Empat Prinsip Pengelolaan Anggaran yang Wajib Diikuti
Dalam arahannya selaku Pelindung PMI Sumsel, Herman Deru menekankan empat prinsip utama. Pertama, seluruh transaksi wajib non-tunai. Kedua, tidak boleh ada markup dalam setiap transaksi. Ketiga, tidak ada kegiatan fiktif. Keempat, setiap kegiatan harus memberikan dampak dan manfaat bagi masyarakat.

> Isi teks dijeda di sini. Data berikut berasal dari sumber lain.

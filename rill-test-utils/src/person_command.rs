// Copyright 2025 Umberto Gotti <umberto.gotti@umbertogotti.dev>
// Licensed under the Apache License, Version 2.0
// http://www.apache.org/licenses/LICENSE-2.0

use crate::person::Person;

/// Wraps a [`Person`] produced by a transformation step.
#[derive(Debug, Clone, PartialEq, Eq)]
pub struct PersonCommand {
    person: Person,
}

impl PersonCommand {
    #[must_use]
    pub const fn new(person: Person) -> Self {
        Self { person }
    }

    #[must_use]
    pub const fn person(&self) -> &Person {
        &self.person
    }

    #[must_use]
    pub fn say_my_name(&self) -> String {
        self.person.say_my_name()
    }
}

impl From<Person> for PersonCommand {
    fn from(person: Person) -> Self {
        Self::new(person)
    }
}
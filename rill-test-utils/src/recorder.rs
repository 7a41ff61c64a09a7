// Copyright 2025 Umberto Gotti <umberto.gotti@umbertogotti.dev>
// Licensed under the Apache License, Version 2.0
// http://www.apache.org/licenses/LICENSE-2.0

use parking_lot::Mutex;
use std::sync::Arc;

/// Shared sink that records every item handed to it.
///
/// Clones share the same buffer, so one clone can move into a subscriber
/// callback while the test keeps another for assertions.
///
/// ```rust
/// use rill_test_utils::Recorder;
///
/// let recorder = Recorder::new();
/// let mut sink = recorder.sink();
/// sink(1);
/// sink(2);
/// assert_eq!(recorder.snapshot(), vec![1, 2]);
/// ```
#[derive(Debug)]
pub struct Recorder<T> {
    items: Arc<Mutex<Vec<T>>>,
}

impl<T> Recorder<T> {
    pub fn new() -> Self {
        Self {
            items: Arc::new(Mutex::new(Vec::new())),
        }
    }

    pub fn record(&self, item: T) {
        self.items.lock().push(item);
    }

    /// Returns a callback that records each item it receives.
    pub fn sink(&self) -> impl FnMut(T) + Send + 'static
    where
        T: Send + 'static,
    {
        let recorder = self.clone();
        move |item| recorder.record(item)
    }

    pub fn len(&self) -> usize {
        self.items.lock().len()
    }

    pub fn is_empty(&self) -> bool {
        self.items.lock().is_empty()
    }

    pub fn snapshot(&self) -> Vec<T>
    where
        T: Clone,
    {
        self.items.lock().clone()
    }
}

impl<T> Clone for Recorder<T> {
    fn clone(&self) -> Self {
        Self {
            items: Arc::clone(&self.items),
        }
    }
}

impl<T> Default for Recorder<T> {
    fn default() -> Self {
        Self::new()
    }
}
// Copyright 2025 Umberto Gotti <umberto.gotti@umbertogotti.dev>
// Licensed under the Apache License, Version 2.0
// http://www.apache.org/licenses/LICENSE-2.0

use rill_core::{Result, RillError};
use tokio::task::JoinHandle;

/// Handle to an active subscription.
///
/// Delivery runs on a background task. Dropping the handle detaches it:
/// elements keep flowing to the subscriber until the sequence completes.
/// [`join`](Self::join) is the structured way to wait for completion.
#[derive(Debug)]
#[must_use = "dropping a Subscription detaches it; join it to wait for completion"]
pub struct Subscription {
    task: JoinHandle<usize>,
}

impl Subscription {
    pub(crate) const fn new(task: JoinHandle<usize>) -> Self {
        Self { task }
    }

    /// Stops delivery. Elements not yet handed to the subscriber are dropped.
    pub fn dispose(&self) {
        debug!("disposing subscription");
        self.task.abort();
    }

    /// Returns `true` once delivery has finished, was disposed, or panicked.
    pub fn is_finished(&self) -> bool {
        self.task.is_finished()
    }

    /// Waits for the sequence to complete and returns how many elements were delivered.
    ///
    /// # Errors
    ///
    /// - [`RillError::SubscriptionCancelled`] if the subscription was disposed first
    /// - [`RillError::SubscriberPanicked`] if the subscriber callback panicked
    pub async fn join(self) -> Result<usize> {
        self.task.await.map_err(|error| {
            if error.is_cancelled() {
                RillError::SubscriptionCancelled
            } else {
                warn!("subscriber panicked: {}", error);
                RillError::subscriber_panicked(error.to_string())
            }
        })
    }
}
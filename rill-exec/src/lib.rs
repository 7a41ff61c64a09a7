// Copyright 2025 Umberto Gotti <umberto.gotti@umbertogotti.dev>
// Licensed under the Apache License, Version 2.0
// http://www.apache.org/licenses/LICENSE-2.0

#![allow(clippy::multiple_crate_versions, clippy::doc_markdown)]
//! Push-style subscriptions.
//!
//! [`SubscribeExt::subscribe`] drives any stream on a tokio task and hands
//! each element to a callback. The returned [`Subscription`] can be joined,
//! disposed, or simply dropped to let delivery run detached.

#[macro_use]
mod logging;

pub mod subscribe;
pub mod subscription;

pub use self::subscribe::SubscribeExt;
pub use self::subscription::Subscription;
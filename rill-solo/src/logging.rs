// Copyright 2025 Umberto Gotti <umberto.gotti@umbertogotti.dev>
// Licensed under the Apache License, Version 2.0
// http://www.apache.org/licenses/LICENSE-2.0

// Conditional logging shim: uses `tracing` when enabled, compiles to a no-op otherwise, warnings fall back to eprintln!

#[cfg(feature = "tracing")]
macro_rules! debug {
    ($($arg:tt)*) => {{
        tracing::debug!($($arg)*);
    }};
}

#[cfg(feature = "tracing")]
macro_rules! trace {
    ($($arg:tt)*) => {{
        tracing::trace!($($arg)*);
    }};
}

#[cfg(not(feature = "tracing"))]
macro_rules! debug {
    ($($arg:tt)*) => {{
        let _ = format_args!($($arg)*);
    }};
}

#[cfg(not(feature = "tracing"))]
macro_rules! trace {
    ($($arg:tt)*) => {{
        let _ = format_args!($($arg)*);
    }};
}

#[cfg(feature = "tracing")]
macro_rules! warn {
    ($($arg:tt)*) => {{
        tracing::warn!($($arg)*);
    }};
}

#[cfg(not(feature = "tracing"))]
macro_rules! warn {
    ($($arg:tt)*) => {{
        eprintln!($($arg)*);
    }};
}
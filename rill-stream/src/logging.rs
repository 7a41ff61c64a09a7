// Copyright 2025 Umberto Gotti <umberto.gotti@umbertogotti.dev>
// Licensed under the Apache License, Version 2.0
// http://www.apache.org/licenses/LICENSE-2.0

// Conditional logging shim: uses `tracing` when enabled, compiles to a no-op otherwise

#[cfg(feature = "tracing")]
macro_rules! trace {
    ($($arg:tt)*) => {{
        tracing::trace!($($arg)*);
    }};
}

#[cfg(not(feature = "tracing"))]
macro_rules! trace {
    ($($arg:tt)*) => {{
        let _ = format_args!($($arg)*);
    }};
}
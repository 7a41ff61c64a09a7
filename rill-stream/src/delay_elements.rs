// Copyright 2025 Umberto Gotti <umberto.gotti@umbertogotti.dev>
// Licensed under the Apache License, Version 2.0
// http://www.apache.org/licenses/LICENSE-2.0

//! Per-element delay for sequences.

use futures::stream::FuturesOrdered;
use futures::{Stream, StreamExt};
use pin_project::pin_project;
use std::future::Future;
use std::pin::Pin;
use std::task::{Context, Poll};
use std::time::Duration;
use tokio::time::{sleep, Sleep};

/// Upper bound on elements waiting out their delay at once.
pub const MAX_IN_FLIGHT: usize = 64;

/// Stream adapter that holds back every element for a fixed duration.
///
/// Each element starts its own timer as soon as it is pulled from upstream, so
/// delays are measured independently rather than accumulated. Elements that
/// arrive together are released together, still in arrival order. Timers come
/// from tokio, so the adapter must be polled inside a tokio runtime.
///
/// At most [`MAX_IN_FLIGHT`] elements are held at once. While the buffer is
/// full upstream is left alone, so an endless source still emits.
#[pin_project]
pub struct DelayElements<S>
where
    S: Stream,
{
    #[pin]
    stream: S,
    duration: Duration,
    in_flight: FuturesOrdered<DelayFuture<S::Item>>,
    upstream_done: bool,
}

impl<S> DelayElements<S>
where
    S: Stream,
{
    pub fn new(stream: S, duration: Duration) -> Self {
        Self {
            stream,
            duration,
            in_flight: FuturesOrdered::new(),
            upstream_done: false,
        }
    }
}

#[pin_project]
struct DelayFuture<T> {
    #[pin]
    delay: Sleep,
    value: Option<T>,
}

impl<T> Future for DelayFuture<T> {
    type Output = T;

    fn poll(self: Pin<&mut Self>, cx: &mut Context<'_>) -> Poll<Self::Output> {
        let this = self.project();
        match this.delay.poll(cx) {
            Poll::Ready(()) => match this.value.take() {
                Some(value) => Poll::Ready(value),
                None => unreachable!("DelayFuture polled after completion"),
            },
            Poll::Pending => Poll::Pending,
        }
    }
}

impl<S> Stream for DelayElements<S>
where
    S: Stream,
{
    type Item = S::Item;

    fn poll_next(self: Pin<&mut Self>, cx: &mut Context<'_>) -> Poll<Option<Self::Item>> {
        let mut this = self.project();

        if !*this.upstream_done {
            while this.in_flight.len() < MAX_IN_FLIGHT {
                match this.stream.as_mut().poll_next(cx) {
                    Poll::Ready(Some(value)) => {
                        trace!("delaying element by {:?}", this.duration);
                        this.in_flight.push_back(DelayFuture {
                            delay: sleep(*this.duration),
                            value: Some(value),
                        });
                    }
                    Poll::Ready(None) => {
                        *this.upstream_done = true;
                        break;
                    }
                    Poll::Pending => break,
                }
            }
        }

        match this.in_flight.poll_next_unpin(cx) {
            Poll::Ready(Some(item)) => Poll::Ready(Some(item)),
            Poll::Ready(None) if *this.upstream_done => Poll::Ready(None),
            Poll::Ready(None) | Poll::Pending => Poll::Pending,
        }
    }
}
// Copyright 2025 Umberto Gotti <umberto.gotti@umbertogotti.dev>
// Licensed under the Apache License, Version 2.0
// http://www.apache.org/licenses/LICENSE-2.0

use std::fmt::{self, Display};

#[derive(Debug, Clone, PartialEq, Eq, PartialOrd, Ord, Hash)]
pub struct Person {
    pub first_name: String,
    pub last_name: String,
}

impl Person {
    #[must_use]
    pub fn new(first_name: impl Into<String>, last_name: impl Into<String>) -> Self {
        Self {
            first_name: first_name.into(),
            last_name: last_name.into(),
        }
    }

    #[must_use]
    pub fn say_my_name(&self) -> String {
        format!("My name is {} {}", self.first_name, self.last_name)
    }
}

impl Display for Person {
    fn fmt(&self, f: &mut fmt::Formatter<'_>) -> fmt::Result {
        f.write_str(&self.say_my_name())
    }
}
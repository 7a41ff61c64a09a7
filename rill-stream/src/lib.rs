// Copyright 2025 Umberto Gotti <umberto.gotti@umbertogotti.dev>
// Licensed under the Apache License, Version 2.0
// http://www.apache.org/licenses/LICENSE-2.0

#![allow(clippy::multiple_crate_versions, clippy::doc_markdown)]
//! Multi-value sequences for rill.
//!
//! # Overview
//!
//! - **[`Sequence<T>`]** - lazy, ordered, finite sequence implementing [`futures::Stream`]
//! - **[`DelayElements`]** - per-element delay adapter backed by the tokio timer
//! - **[`OnComplete`]** - adapter that fires a callback once upstream ends
//!
//! # Example
//!
//! ```rust
//! use rill_stream::Sequence;
//! use std::sync::atomic::{AtomicBool, Ordering};
//! use std::sync::Arc;
//!
//! let completed = Arc::new(AtomicBool::new(false));
//! let flag = completed.clone();
//!
//! let count = Sequence::of(1..=4)
//!     .filter(|n| n % 2 == 0)
//!     .on_complete(move || flag.store(true, Ordering::SeqCst))
//!     .count()
//!     .blocking_get();
//!
//! assert_eq!(count, Some(2));
//! assert!(completed.load(Ordering::SeqCst));
//! ```

#[macro_use]
mod logging;

pub mod delay_elements;
pub mod on_complete;
pub mod sequence;

pub use self::delay_elements::DelayElements;
pub use self::on_complete::OnComplete;
pub use self::sequence::Sequence;
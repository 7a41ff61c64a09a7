// Copyright 2025 Umberto Gotti <umberto.gotti@umbertogotti.dev>
// Licensed under the Apache License, Version 2.0
// http://www.apache.org/licenses/LICENSE-2.0

#![allow(clippy::multiple_crate_versions, clippy::doc_markdown)]
//! Single-value deferred container.
//!
//! [`SoloValue`] holds zero or one value produced lazily. It can be resolved
//! synchronously with [`SoloValue::blocking_get`] or awaited.

#[macro_use]
mod logging;

pub mod solo_value;

pub use self::solo_value::SoloValue;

“Administrasi harus tertib. Buatkan payung hukum atau peraturan organisasi internal yang tetap sesuai dengan aturan PMI Pusat. Selain itu, kita harus memulai era transaksi non-tunai agar perputaran dana, baik dari hibah maupun CSR, tercatat dengan jelas keluar dan masuknya,” tegas Herman Deru.
Peran Inspektorat dan Bank Sumsel Babel dalam Pendampingan
Gubernur meminta pengurus yang baru dilantik segera menggandeng APIP atau Inspektorat untuk pendampingan berkala, terutama terkait pengelolaan Unit Donor Darah (UDD) dan dana hibah. Ia juga memerintahkan Sekda Edward Candra untuk membuat surat tembusan ke kabupaten/kota agar masing-masing inspektorat daerah turut mendampingi.
“Saya minta Bank Sumsel Babel mendampingi proses ini,” tambahnya.
Ketua PMI Provinsi: Bantuan Lebih Baik dalam Bentuk Barang
Ketua PMI Provinsi Sumsel, Feby Herman Deru, menyampaikan apresiasi kepada pengurus yang baru dilantik. Ia mengingatkan bahwa amanah ini menuntut pertanggungjawaban melalui laporan keuangan yang akuntabel.
“Niat baik saja tidak cukup, kita tetap dituntut bertanggung jawab melalui laporan keuangan yang akuntabel,” ujar Feby.
Feby menyarankan agar bantuan kemanusiaan ke depan lebih diprioritaskan dalam bentuk barang. Menurutnya, penyaluran kepada masyarakat akan lebih cepat dan pertanggungjawabannya sesuai prosedur.
Strategi Jemput Bola untuk Penuhi Kebutuhan Darah
PMI juga didorong lebih agresif memenuhi kebutuhan darah melalui sistem “jemput bola”. Feby menyebut kebutuhan darah sangat tinggi, bukan hanya untuk korban kecelakaan, tetapi juga ibu hamil dan anak penderita talasemia.
“Kita bisa memaksimalkan gerakan gotong royong, salah satunya melalui program PMI Goes to School,” pungkasnya.
Selain itu, Herman Deru meminta PMI aktif menjalin kemitraan melalui nota kesepahaman (MoU), meningkatkan kesiapsiagaan bencana, serta menggalakkan sosialisasi pertolongan pertama secara berkala dengan melibatkan Palang Merah Remaja (PMR).